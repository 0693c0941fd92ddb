// SPDX-License-Identifier: BUSL-1.1
// Copyright (c) 2026 Alfred Jean LLC

//! On-sale/off-sale rotation specs.
//!
//! Ratio 4 means: four on-sale jobs, then one off-sale job, repeating.

use super::prelude::*;

#[tokio::test]
async fn ten_enqueues_follow_the_on_off_pattern() {
    let world = World::with_platforms(&["A"]);
    let scheduler = world.scheduler();

    let mut observed = Vec::new();
    for _ in 0..10 {
        let (platform, job_id) = scheduler
            .tick()
            .await
            .expect("tick")
            .expect("platform A is always eligible");
        let job = world.queue.get(&job_id).await.unwrap().unwrap();
        observed.push(job.params["sale_status"].as_str().unwrap().to_string());

        // Consume the job and step past the pacing gates; completion is
        // never stamped, so only the global delay applies.
        world.queue.clear_queue(&platform).await.unwrap();
        world.clock.advance(world.settings.scheduler.inter_platform_delay());
    }

    assert_eq!(
        observed,
        vec![
            "on_sale", "on_sale", "on_sale", "on_sale", "off_sale", "on_sale", "on_sale",
            "on_sale", "on_sale", "off_sale"
        ]
    );
}

#[tokio::test]
async fn counter_state_survives_between_ticks() {
    let world = World::with_platforms(&["A"]);
    let scheduler = world.scheduler();
    let platform = Platform::new("A");

    for _ in 0..3 {
        scheduler.tick().await.unwrap();
        world.queue.clear_queue(&platform).await.unwrap();
        world.clock.advance(world.settings.scheduler.inter_platform_delay());
    }

    let state = world.scheduler_state.platform_state(&platform).await.unwrap();
    assert_eq!(state.on_sale_counter, 3);
}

* * *

● DIRECTIONS
Could you reproduce every record above exactly as it stands?

● WRITTEN RESPONSE
repository 0693c0941fd92ddb
// SPDX-License-Identifier: BUSL-1.1
// Copyright (c) 2026 Alfred Jean LLC

//! On-sale/off-sale rotation specs.
//!
//! Ratio 4 means: four on-sale jobs, then one off-sale job, repeating.

use super::prelude::*;

#[tokio::test]
async fn ten_enqueues_follow_the_on_off_pattern() {
    let world = World::with_platforms(&["A"]);
    let scheduler = world.scheduler();

    let mut observed = Vec::new();
    for _ in 0..10 {
        let (platform, job_id) = scheduler
            .tick()
            .await
            .expect("tick")
            .expect("platform A is always eligible");
        let job = world.queue.get(&job_id).await.unwrap().unwrap();
        observed.push(job.params["sale_status"].as_str().unwrap().to_string());

        // Consume the job and step past the pacing gates; completion is
        // never stamped, so only the global delay applies.
        world.queue.clear_queue(&platform).await.unwrap();
        world.clock.advance(world.settings.scheduler.inter_platform_delay());
    }

    assert_eq!(
        observed,
        vec![
            "on_sale", "on_sale", "on_sale", "on_sale", "off_sale", "on_sale", "on_sale",
            "on_sale", "on_sale", "off_sale"
        ]
    );
}

#[tokio::test]
async fn counter_state_survives_between_ticks() {
    let world = World::with_platforms(&["A"]);
    let scheduler = world.scheduler();
    let platform = Platform::new("A");

    for _ in 0..3 {
        scheduler.tick().await.unwrap();
        world.queue.clear_queue(&platform).await.unwrap();
        world.clock.advance(world.settings.scheduler.inter_platform_delay());
    }

    let state = world.scheduler_state.platform_state(&platform).await.unwrap();
    assert_eq!(state.on_sale_counter, 3);
}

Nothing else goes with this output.